The initial package of relief measures was aimed at supporting households by expanding the Unemployment Insurance Fund, but as economists have shown, about 45% of workers are not eligible for the fund.
Informal sector workers also do not qualify for UIF, and only one in five receives income support through the child support grant. The shortfalls leave at least 8 million people without any form of direct income support.
Currently, many South African’s have lost their jobs and the job security of many others is uncertain. State aid, Van Der Walt explained, will not allow the working class to survive in the current context without going back to work. The state was not able or willing to provide the kind of support that would allow workers to not go back to work.
“We need to think about a return to work and use that return to reactivate union branches, revive union work and safety committees, rebuild relations with communities including running relief schemes like food schemes and enabling community-based organisation,” he said.
There has also been a nationwide crisis of food parcels not being allocated properly and many people living in poverty going to bed hungry. “The food parcel budget for the Eastern Cape is enough to feed 1 in 10 destitute households. There are more than 260 000 destitute households in the province and the parcel system is 250 000 parcels for the whole country. Essentially, if you divide it equally, Port Elizabeth would only get 4 320 parcels a month. It’s very limited,” Van der Walt said.
However, Van der Walt acknowledged that the South African state had committed significant funds to emergency relief for businesses, soft loans, rolling out of JoJo tanks and some spending on online learning for higher education.
“Municipalities are going to get extra money for water supply, sanitation and efforts to expand hospitals, as lockdown does not get rid of infections – it simply slows them so you can buy time.”.
Taken as a whole, however, Van der Walt said that the welfare mechanisms put in place, the social grant expansion, and the social insurance spending is not going to be enough for the working class.
“It’s being administered badly and this exposes the fault lines in our society both around capitalism and the state,” he concluded.

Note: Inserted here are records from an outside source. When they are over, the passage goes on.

//! Terminal logging for the binary.

use anyhow::Result;
use simplelog::{ColorChoice, Config, ConfigBuilder, LevelFilter, TermLogger, TerminalMode};

use crate::download::Diagnostics;

/// Log targets that reach the terminal. `reqwest` carries the wire trace
/// (`reqwest::connect::verbose`); hyper and rustls internals stay silent.
const ALLOWED_TARGETS: [&str; 2] = ["dataset_fetch", "reqwest"];

pub fn level_for(diagnostics: Diagnostics) -> LevelFilter {
    if diagnostics.wire_trace {
        LevelFilter::Trace
    } else {
        LevelFilter::Info
    }
}

pub fn config() -> Config {
    let mut builder = ConfigBuilder::new();
    builder
        .set_time_format_rfc3339()
        .set_target_level(LevelFilter::Error)
        .set_location_level(LevelFilter::Debug);

    for target in ALLOWED_TARGETS {
        builder.add_filter_allow_str(target);
    }

    builder.build()
}

pub fn init_terminal(diagnostics: Diagnostics) -> Result<()> {
    TermLogger::init(
        level_for(diagnostics),
        config(),
        TerminalMode::Mixed,
        ColorChoice::Auto,
    )?;
    Ok(())
}
use anyhow::Result;
use log::{error, info};

use dataset_fetch::{logging, DatasetRequest, Diagnostics, Pipeline};

const ACCESS_URL: &str = "https://borealisdata.ca/api/access/dataset/:persistentId";
const PERSISTENT_ID: &str = "doi:10.5683/SP3/GOZAJE";
const ARCHIVE_PATH: &str = "foo.zip";
const EXTRACT_DIR: &str = "foo";

fn main() -> Result<()> {
    let diagnostics = Diagnostics { wire_trace: true };
    logging::init_terminal(diagnostics)?;

    info!("dataset-fetch starting");
    info!("Access URL: {}", ACCESS_URL);

    let pipeline = Pipeline::new(
        DatasetRequest::new(ACCESS_URL, PERSISTENT_ID),
        ARCHIVE_PATH,
        EXTRACT_DIR,
    )
    .with_diagnostics(diagnostics);

    match pipeline.run() {
        Ok(report) => {
            info!(
                "Fetched {} bytes (sha256 {}) into {:?}",
                report.fetch.bytes_written, report.fetch.sha256, report.extract_dir
            );
            Ok(())
        }
        Err(e) => {
            error!("Dataset download failed: {:#}", e);
            eprintln!("download failed: {:#}", e);
            std::process::exit(1);
        }
    }
}
use anyhow::{Context, Result};
use reqwest::blocking::Client;
use reqwest::StatusCode;
use sha2::{Digest, Sha256};
use std::fs;
use std::io::{self, BufWriter, Read, Write};
use std::path::Path;

use crate::error::PipelineError;
use crate::request::DatasetRequest;

/// Size of each read from the response stream.
pub const CHUNK_SIZE: usize = 16 * 1024;

/// What to do when the endpoint answers with anything other than 200.
#[derive(Debug, Clone, Copy, PartialEq, Eq, Default)]
pub enum StatusPolicy {
    #[default]
    Halt,
    /// Log the failure, leave an empty archive file and let validation reject it.
    Continue,
}

#[derive(Debug, Clone, Copy, PartialEq, Eq, Default)]
pub struct Diagnostics {
    /// Log the HTTP exchange at the connection level.
    pub wire_trace: bool,
}

#[derive(Debug, Clone, PartialEq, Eq)]
pub struct FetchOutcome {
    pub status: StatusCode,
    pub bytes_written: u64,
    pub sha256: String,
}

pub struct Fetcher {
    client: Client,
    status_policy: StatusPolicy,
}

impl Fetcher {
    pub fn new(diagnostics: Diagnostics, status_policy: StatusPolicy) -> Result<Self> {
        let client = Client::builder()
            .connection_verbose(diagnostics.wire_trace)
            .build()
            .context("Failed to build HTTP client")?;

        Ok(Self {
            client,
            status_policy,
        })
    }

    pub fn fetch_to_file(&self, request: &DatasetRequest, output_path: &Path) -> Result<FetchOutcome> {
        let url = request.access_url()?;
        log::info!("Downloading {} from {} to {:?}", request.persistent_id, url, output_path);

        let mut response = self
            .client
            .get(url)
            .send()
            .context("Failed to download dataset")?;

        let status = response.status();
        if status != StatusCode::OK {
            return self.handle_failed_status(status, output_path);
        }

        // Stream next to the destination so a failed transfer never replaces
        // an archive from an earlier run.
        let dir = output_path
            .parent()
            .filter(|p| !p.as_os_str().is_empty())
            .unwrap_or_else(|| Path::new("."));
        let mut partial =
            tempfile::NamedTempFile::new_in(dir).context("Failed to create output file")?;
        let mut hasher = Sha256::new();

        let bytes_written = {
            let mut writer = BufWriter::new(partial.as_file_mut());
            let n = copy_in_chunks(&mut response, &mut writer, &mut hasher)
                .context("Failed to stream response body")?;
            writer.flush().context("Failed to flush downloaded data")?;
            n
        };
        drop(response);

        partial
            .persist(output_path)
            .context("Failed to move download into place")?;

        let sha256 = hex::encode(hasher.finalize());
        log::info!("Download completed: {} bytes, sha256 {}", bytes_written, sha256);

        Ok(FetchOutcome {
            status,
            bytes_written,
            sha256,
        })
    }

    fn handle_failed_status(&self, status: StatusCode, output_path: &Path) -> Result<FetchOutcome> {
        match self.status_policy {
            StatusPolicy::Halt => {
                log::error!("Dataset request failed with status: {}", status);
                Err(PipelineError::Status { status }.into())
            }
            StatusPolicy::Continue => {
                log::warn!("request fail: status {}, continuing", status);
                // Plain stdout line kept for scripts that watch for it.
                println!("request fail");

                fs::File::create(output_path).context("Failed to truncate output file")?;

                Ok(FetchOutcome {
                    status,
                    bytes_written: 0,
                    sha256: hex::encode(Sha256::new().finalize()),
                })
            }
        }
    }
}

/// Copies `reader` into `writer` in `CHUNK_SIZE` pieces, feeding every chunk
/// to `hasher` as well. Returns the number of bytes copied.
pub fn copy_in_chunks<R, W, D>(reader: &mut R, writer: &mut W, hasher: &mut D) -> io::Result<u64>
where
    R: Read + ?Sized,
    W: Write + ?Sized,
    D: Digest,
{
    let mut buffer = vec![0u8; CHUNK_SIZE];
    let mut total = 0u64;

    loop {
        let n = match reader.read(&mut buffer) {
            Ok(0) => break,
            Ok(n) => n,
            Err(e) if e.kind() == io::ErrorKind::Interrupted => continue,
            Err(e) => return Err(e),
        };

        writer.write_all(&buffer[..n])?;
        hasher.update(&buffer[..n]);
        total += n as u64;
    }

    Ok(total)
}
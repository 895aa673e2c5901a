//! Reconciliation Merger
//!
//! Combines the broker ledger with the local annotation overlay. The ledger
//! decides which trades exist and every broker-owned field; the overlay
//! decides every user-owned field.

use std::collections::BTreeMap;

use crate::application::services::AnnotationStore;
use crate::domain::annotation::AnnotationRecord;
use crate::domain::shared::TradeId;
use crate::domain::trade::{LedgerTrade, Trade};

/// Merge the ledger with the store's overlay, preserving ledger order.
pub fn merge(ledger: Vec<LedgerTrade>, annotations: &AnnotationStore) -> Vec<Trade> {
    annotations.with_records(|records| merge_records(ledger, records))
}

/// Merge the ledger with an explicit overlay map.
///
/// A trade without a record gets empty annotation fields and its live stop
/// as the best-guess pin. A trade with a record takes every owned field from
/// it as-is, including an unset pin.
pub fn merge_records(
    ledger: Vec<LedgerTrade>,
    records: &BTreeMap<TradeId, AnnotationRecord>,
) -> Vec<Trade> {
    ledger
        .into_iter()
        .map(|ledger| {
            let annotation = match records.get(&ledger.id) {
                Some(record) => record.clone(),
                None => AnnotationRecord::with_default_stop(ledger.stop_loss),
            };
            Trade { ledger, annotation }
        })
        .collect()
}
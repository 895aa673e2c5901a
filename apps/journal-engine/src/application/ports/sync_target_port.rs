//! Sync Target Port (Driven Port)
//!
//! An external, user-chosen location the journal bundle is mirrored to.

use async_trait::async_trait;
use thiserror::Error;

/// Mirror error.
#[derive(Debug, Clone, PartialEq, Eq, Error)]
pub enum SyncError {
    /// Write permission on the target is gone.
    #[error("Permission to write '{target}' was revoked: {reason}")]
    PermissionRevoked {
        /// Target name.
        target: String,
        /// Why the permission check failed.
        reason: String,
    },

    /// Writing failed for another reason.
    #[error("Sync I/O error: {message}")]
    Io {
        /// Error details.
        message: String,
    },

    /// No target is connected, or it was deactivated.
    #[error("Sync is not active")]
    Inactive,

    /// The bundle could not be serialized.
    #[error("Bundle serialization error: {message}")]
    Serialize {
        /// Error details.
        message: String,
    },
}

/// Port for the external mirror.
#[async_trait]
pub trait SyncTargetPort: Send + Sync {
    /// Display name of the target (the file name).
    fn name(&self) -> String;

    /// Verify that the target can still be written.
    async fn check_permission(&self) -> Result<(), SyncError>;

    /// Replace the target's contents.
    async fn write(&self, contents: &str) -> Result<(), SyncError>;
}
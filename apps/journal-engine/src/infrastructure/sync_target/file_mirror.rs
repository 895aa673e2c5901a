//! Local file mirror target.

use std::io::ErrorKind;
use std::path::{Path, PathBuf};

use async_trait::async_trait;

use crate::application::ports::{SyncError, SyncTargetPort};

/// Mirrors the bundle to a user-chosen file.
///
/// Permission holds while the parent directory exists and the file, if it
/// exists, is not read-only.
#[derive(Debug, Clone)]
pub struct FileMirrorTarget {
    path: PathBuf,
}

impl FileMirrorTarget {
    /// Create a target for `path`.
    #[must_use]
    pub fn new(path: impl Into<PathBuf>) -> Self {
        Self { path: path.into() }
    }

    /// Target path.
    #[must_use]
    pub fn path(&self) -> &Path {
        &self.path
    }

    fn revoked(&self, reason: impl Into<String>) -> SyncError {
        SyncError::PermissionRevoked {
            target: self.name(),
            reason: reason.into(),
        }
    }
}

#[async_trait]
impl SyncTargetPort for FileMirrorTarget {
    fn name(&self) -> String {
        self.path
            .file_name()
            .map_or_else(|| self.path.display().to_string(), |n| n.to_string_lossy().into_owned())
    }

    async fn check_permission(&self) -> Result<(), SyncError> {
        let parent = match self.path.parent() {
            Some(p) if !p.as_os_str().is_empty() => p.to_path_buf(),
            _ => PathBuf::from("."),
        };

        match tokio::fs::metadata(&parent).await {
            Ok(meta) if meta.is_dir() => {}
            Ok(_) => return Err(self.revoked("parent is not a directory")),
            Err(e) => return Err(self.revoked(e.to_string())),
        }

        match tokio::fs::metadata(&self.path).await {
            Ok(meta) if meta.permissions().readonly() => Err(self.revoked("file is read-only")),
            Ok(_) => Ok(()),
            Err(e) if e.kind() == ErrorKind::NotFound => Ok(()),
            Err(e) => Err(self.revoked(e.to_string())),
        }
    }

    async fn write(&self, contents: &str) -> Result<(), SyncError> {
        let mut tmp = self.path.clone().into_os_string();
        tmp.push(".tmp");
        let tmp = PathBuf::from(tmp);

        let result = async {
            tokio::fs::write(&tmp, contents).await?;
            tokio::fs::rename(&tmp, &self.path).await
        }
        .await;

        result.map_err(|e| match e.kind() {
            ErrorKind::PermissionDenied => self.revoked(e.to_string()),
            _ => SyncError::Io {
                message: e.to_string(),
            },
        })
    }
}
//! Preferences Store
//!
//! Strategies, watchlist, UI preferences, journal configuration and free-form
//! settings. Persisted as one document next to the annotation overlay.

use std::collections::BTreeMap;
use std::sync::Arc;

use parking_lot::RwLock;
use serde::{Deserialize, Serialize};
use serde_json::Value;

use crate::application::events::{EventBus, JournalEvent};
use crate::application::ports::{LocalStoragePort, StorageError};
use crate::domain::backup::Strategy;
use crate::domain::shared::StrategyId;

/// Storage key of the preferences document.
pub const PREFERENCES_KEY: &str = "preferences";

/// Everything in the bundle that is not an annotation.
#[derive(Debug, Clone, Default, PartialEq, Serialize, Deserialize)]
#[serde(rename_all = "camelCase")]
pub struct Preferences {
    /// Strategies, in creation order.
    #[serde(default)]
    pub strategies: Vec<Strategy>,
    /// Watched symbols.
    #[serde(default)]
    pub watchlist: Vec<String>,
    /// Opaque UI preferences.
    #[serde(default)]
    pub ui_prefs: Value,
    /// Opaque journal column configuration.
    #[serde(default)]
    pub journal_config: Value,
    /// Free-form settings.
    #[serde(default)]
    pub settings: BTreeMap<String, Option<String>>,
}

/// Local preferences store.
pub struct PreferencesStore {
    prefs: RwLock<Preferences>,
    storage: Arc<dyn LocalStoragePort>,
    events: EventBus,
}

impl std::fmt::Debug for PreferencesStore {
    fn fmt(&self, f: &mut std::fmt::Formatter<'_>) -> std::fmt::Result {
        f.debug_struct("PreferencesStore")
            .field("strategies", &self.prefs.read().strategies.len())
            .finish_non_exhaustive()
    }
}

impl PreferencesStore {
    /// Load preferences from storage.
    pub fn open(storage: Arc<dyn LocalStoragePort>, events: EventBus) -> Result<Self, StorageError> {
        let prefs = match storage.read(PREFERENCES_KEY)? {
            Some(raw) => serde_json::from_str(&raw).map_err(|e| StorageError::Corrupt {
                key: PREFERENCES_KEY.to_string(),
                message: e.to_string(),
            })?,
            None => Preferences::default(),
        };

        Ok(Self {
            prefs: RwLock::new(prefs),
            storage,
            events,
        })
    }

    /// Copy of every preference.
    pub fn snapshot(&self) -> Preferences {
        self.prefs.read().clone()
    }

    /// All strategies.
    pub fn strategies(&self) -> Vec<Strategy> {
        self.prefs.read().strategies.clone()
    }

    /// Strategy by id.
    pub fn strategy(&self, id: &StrategyId) -> Option<Strategy> {
        self.prefs
            .read()
            .strategies
            .iter()
            .find(|s| &s.id == id)
            .cloned()
    }

    /// Insert a strategy, or replace the one with the same id.
    pub fn upsert_strategy(&self, strategy: Strategy) -> Result<(), StorageError> {
        self.mutate(&[JournalEvent::StrategiesChanged], |prefs| {
            upsert_by_id(&mut prefs.strategies, strategy);
        })
    }

    /// Remove a strategy. Returns whether it existed.
    pub fn remove_strategy(&self, id: &StrategyId) -> Result<bool, StorageError> {
        self.mutate(&[JournalEvent::StrategiesChanged], |prefs| {
            let before = prefs.strategies.len();
            prefs.strategies.retain(|s| &s.id != id);
            prefs.strategies.len() != before
        })
    }

    /// Watched symbols.
    pub fn watchlist(&self) -> Vec<String> {
        self.prefs.read().watchlist.clone()
    }

    /// Replace the watchlist.
    pub fn set_watchlist(&self, symbols: Vec<String>) -> Result<(), StorageError> {
        self.mutate(&[JournalEvent::WatchlistChanged], |prefs| {
            prefs.watchlist = symbols;
        })
    }

    /// Replace the UI preferences.
    pub fn set_ui_prefs(&self, ui_prefs: Value) -> Result<(), StorageError> {
        self.mutate(&[JournalEvent::UiPrefsChanged], |prefs| {
            prefs.ui_prefs = ui_prefs;
        })
    }

    /// Replace the journal column configuration.
    pub fn set_journal_config(&self, journal_config: Value) -> Result<(), StorageError> {
        self.mutate(&[JournalEvent::JournalConfigChanged], |prefs| {
            prefs.journal_config = journal_config;
        })
    }

    /// A single setting; `None` if unset or cleared.
    pub fn setting(&self, key: &str) -> Option<String> {
        self.prefs.read().settings.get(key).cloned().flatten()
    }

    /// Set or clear a setting.
    pub fn set_setting(&self, key: impl Into<String>, value: Option<String>) -> Result<(), StorageError> {
        let key = key.into();
        self.mutate(&[JournalEvent::SettingsChanged], |prefs| {
            prefs.settings.insert(key, value);
        })
    }

    /// Absorb the non-annotation part of an imported bundle.
    ///
    /// Strategies are overlaid by id (foreign replaces local, local-only
    /// kept). Settings are overlaid by key. The watchlist and the opaque
    /// preference documents are replaced when the bundle carries them.
    pub fn import(&self, incoming: Preferences) -> Result<(), StorageError> {
        let events = [
            JournalEvent::StrategiesChanged,
            JournalEvent::WatchlistChanged,
            JournalEvent::UiPrefsChanged,
            JournalEvent::JournalConfigChanged,
            JournalEvent::SettingsChanged,
        ];
        self.mutate(&events, |prefs| {
            for strategy in incoming.strategies {
                upsert_by_id(&mut prefs.strategies, strategy);
            }
            if !incoming.watchlist.is_empty() {
                prefs.watchlist = incoming.watchlist;
            }
            if !incoming.ui_prefs.is_null() {
                prefs.ui_prefs = incoming.ui_prefs;
            }
            if !incoming.journal_config.is_null() {
                prefs.journal_config = incoming.journal_config;
            }
            prefs.settings.extend(incoming.settings);
        })
    }

    /// Restore a previous snapshot (used to undo a failed import).
    pub fn restore(&self, previous: Preferences) -> Result<(), StorageError> {
        self.mutate(&[], |prefs| *prefs = previous)
    }

    fn mutate<R>(
        &self,
        events: &[JournalEvent],
        f: impl FnOnce(&mut Preferences) -> R,
    ) -> Result<R, StorageError> {
        let result = {
            let mut prefs = self.prefs.write();
            let previous = prefs.clone();
            let result = f(&mut prefs);

            if let Err(e) = self.persist(&prefs) {
                *prefs = previous;
                tracing::warn!(error = %e, "Preferences write failed, rolled back");
                return Err(e);
            }
            result
        };

        for event in events {
            self.events.publish(event.clone());
        }
        Ok(result)
    }

    fn persist(&self, prefs: &Preferences) -> Result<(), StorageError> {
        let json = serde_json::to_string(prefs).map_err(|e| StorageError::Serialize {
            message: e.to_string(),
        })?;
        self.storage.write(PREFERENCES_KEY, &json)
    }
}

fn upsert_by_id(strategies: &mut Vec<Strategy>, strategy: Strategy) {
    match strategies.iter_mut().find(|s| s.id == strategy.id) {
        Some(existing) => *existing = strategy,
        None => strategies.push(strategy),
    }
}
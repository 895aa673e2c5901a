//! OANDA adapter configuration.

use std::time::Duration;

use serde::{Deserialize, Serialize};

use crate::domain::shared::AccountId;

/// OANDA v20 environment.
#[derive(Debug, Clone, Copy, PartialEq, Eq, Default, Serialize, Deserialize)]
#[serde(rename_all = "lowercase")]
pub enum OandaEnvironment {
    /// fxTrade Practice (demo money).
    #[default]
    Practice,
    /// fxTrade (real money).
    Live,
}

impl OandaEnvironment {
    /// Base URL of the REST API.
    #[must_use]
    pub const fn base_url(&self) -> &'static str {
        match self {
            Self::Practice => "https://api-fxpractice.oanda.com",
            Self::Live => "https://api-fxtrade.oanda.com",
        }
    }

    /// Check if this is the live environment.
    #[must_use]
    pub const fn is_live(&self) -> bool {
        matches!(self, Self::Live)
    }
}

impl std::fmt::Display for OandaEnvironment {
    fn fmt(&self, f: &mut std::fmt::Formatter<'_>) -> std::fmt::Result {
        match self {
            Self::Practice => write!(f, "PRACTICE"),
            Self::Live => write!(f, "LIVE"),
        }
    }
}

/// Configuration for the OANDA ledger adapter.
#[derive(Clone)]
pub struct OandaConfig {
    /// Personal access token.
    pub token: String,
    /// Account whose ledger is read.
    pub account_id: AccountId,
    /// Practice or live.
    pub environment: OandaEnvironment,
    /// HTTP request timeout.
    pub timeout: Duration,
    /// Retry policy configuration.
    pub retry: RetryConfig,
    /// Override of the environment base URL (tests, proxies).
    pub base_url: Option<String>,
}

impl std::fmt::Debug for OandaConfig {
    fn fmt(&self, f: &mut std::fmt::Formatter<'_>) -> std::fmt::Result {
        f.debug_struct("OandaConfig")
            .field("token", &"[REDACTED]")
            .field("account_id", &self.account_id)
            .field("environment", &self.environment)
            .field("timeout", &self.timeout)
            .field("retry", &self.retry)
            .field("base_url", &self.base_url)
            .finish()
    }
}

impl OandaConfig {
    /// Create a new configuration.
    #[must_use]
    pub fn new(token: String, account_id: AccountId, environment: OandaEnvironment) -> Self {
        Self {
            token,
            account_id,
            environment,
            timeout: Duration::from_secs(30),
            retry: RetryConfig::default(),
            base_url: None,
        }
    }

    /// Set the HTTP timeout.
    #[must_use]
    pub const fn with_timeout(mut self, timeout: Duration) -> Self {
        self.timeout = timeout;
        self
    }

    /// Set the retry configuration.
    #[must_use]
    pub const fn with_retry(mut self, retry: RetryConfig) -> Self {
        self.retry = retry;
        self
    }

    /// Point the client at a different host.
    #[must_use]
    pub fn with_base_url(mut self, base_url: impl Into<String>) -> Self {
        self.base_url = Some(base_url.into());
        self
    }

    /// Effective REST base URL, without a trailing slash.
    #[must_use]
    pub fn base_url(&self) -> &str {
        self.base_url
            .as_deref()
            .unwrap_or_else(|| self.environment.base_url())
            .trim_end_matches('/')
    }
}

/// Retry configuration.
#[derive(Debug, Clone)]
pub struct RetryConfig {
    /// Maximum number of attempts, including the first.
    pub max_attempts: u32,
    /// Initial backoff duration.
    pub initial_backoff: Duration,
    /// Maximum backoff duration.
    pub max_backoff: Duration,
    /// Backoff multiplier.
    pub multiplier: f64,
    /// Random spread applied to each delay, as a fraction of it.
    pub jitter_factor: f64,
}

impl Default for RetryConfig {
    fn default() -> Self {
        Self {
            max_attempts: 3,
            initial_backoff: Duration::from_millis(200),
            max_backoff: Duration::from_secs(10),
            multiplier: 2.0,
            jitter_factor: 0.1,
        }
    }
}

There were more than 50 Facebook participants in the online conversation and 32 tuned in on Zoom, including the vice-chairperson of the Millennium Labour Council, Zwelinzima Vavi, who recently recovered from Covid-19.
When the floor was opened for questions, Warren McGregor asked about the union response to the pandemic.
Van der Walt responded, “At Rhodes, the Fedusa union was actually very vigilant and it prevented the university from opening for a week until there had been proper sanitation. Some unions have failed, but there have been some inspiring examples even from unions that are traditionally quite moderate.”
Ayanda Nabe, the Municipal and Allied Trade Union of South Africa’s (Matusa) media officer and co-ordinator of the National Union of Care Workers of South Africa (Nucwosa) expressed her concern that the profits of big capital remained untouched while employed were paid by government subsidies.
Van der Walt responded, “This is part of the problem with neo-liberalism – we essentially have quite an open economy and it is quite easy to move money in and out the country. So the government and many other governments are worried about what to do with big capital because it can move its money fairly easily.”
Nabe later told Grocott’s Mail: “Big businesses make billions out of South Africans, they exploit South Africans, pay them little money and then they take the profits and transfer them to overseas companies. During this time of Covid-19, our government claims that they will subsidise the poor – but, how do they subsidise the working class? It is a fallacy to believe that their interest is in helping the working class. Their interest rather, is in helping business.”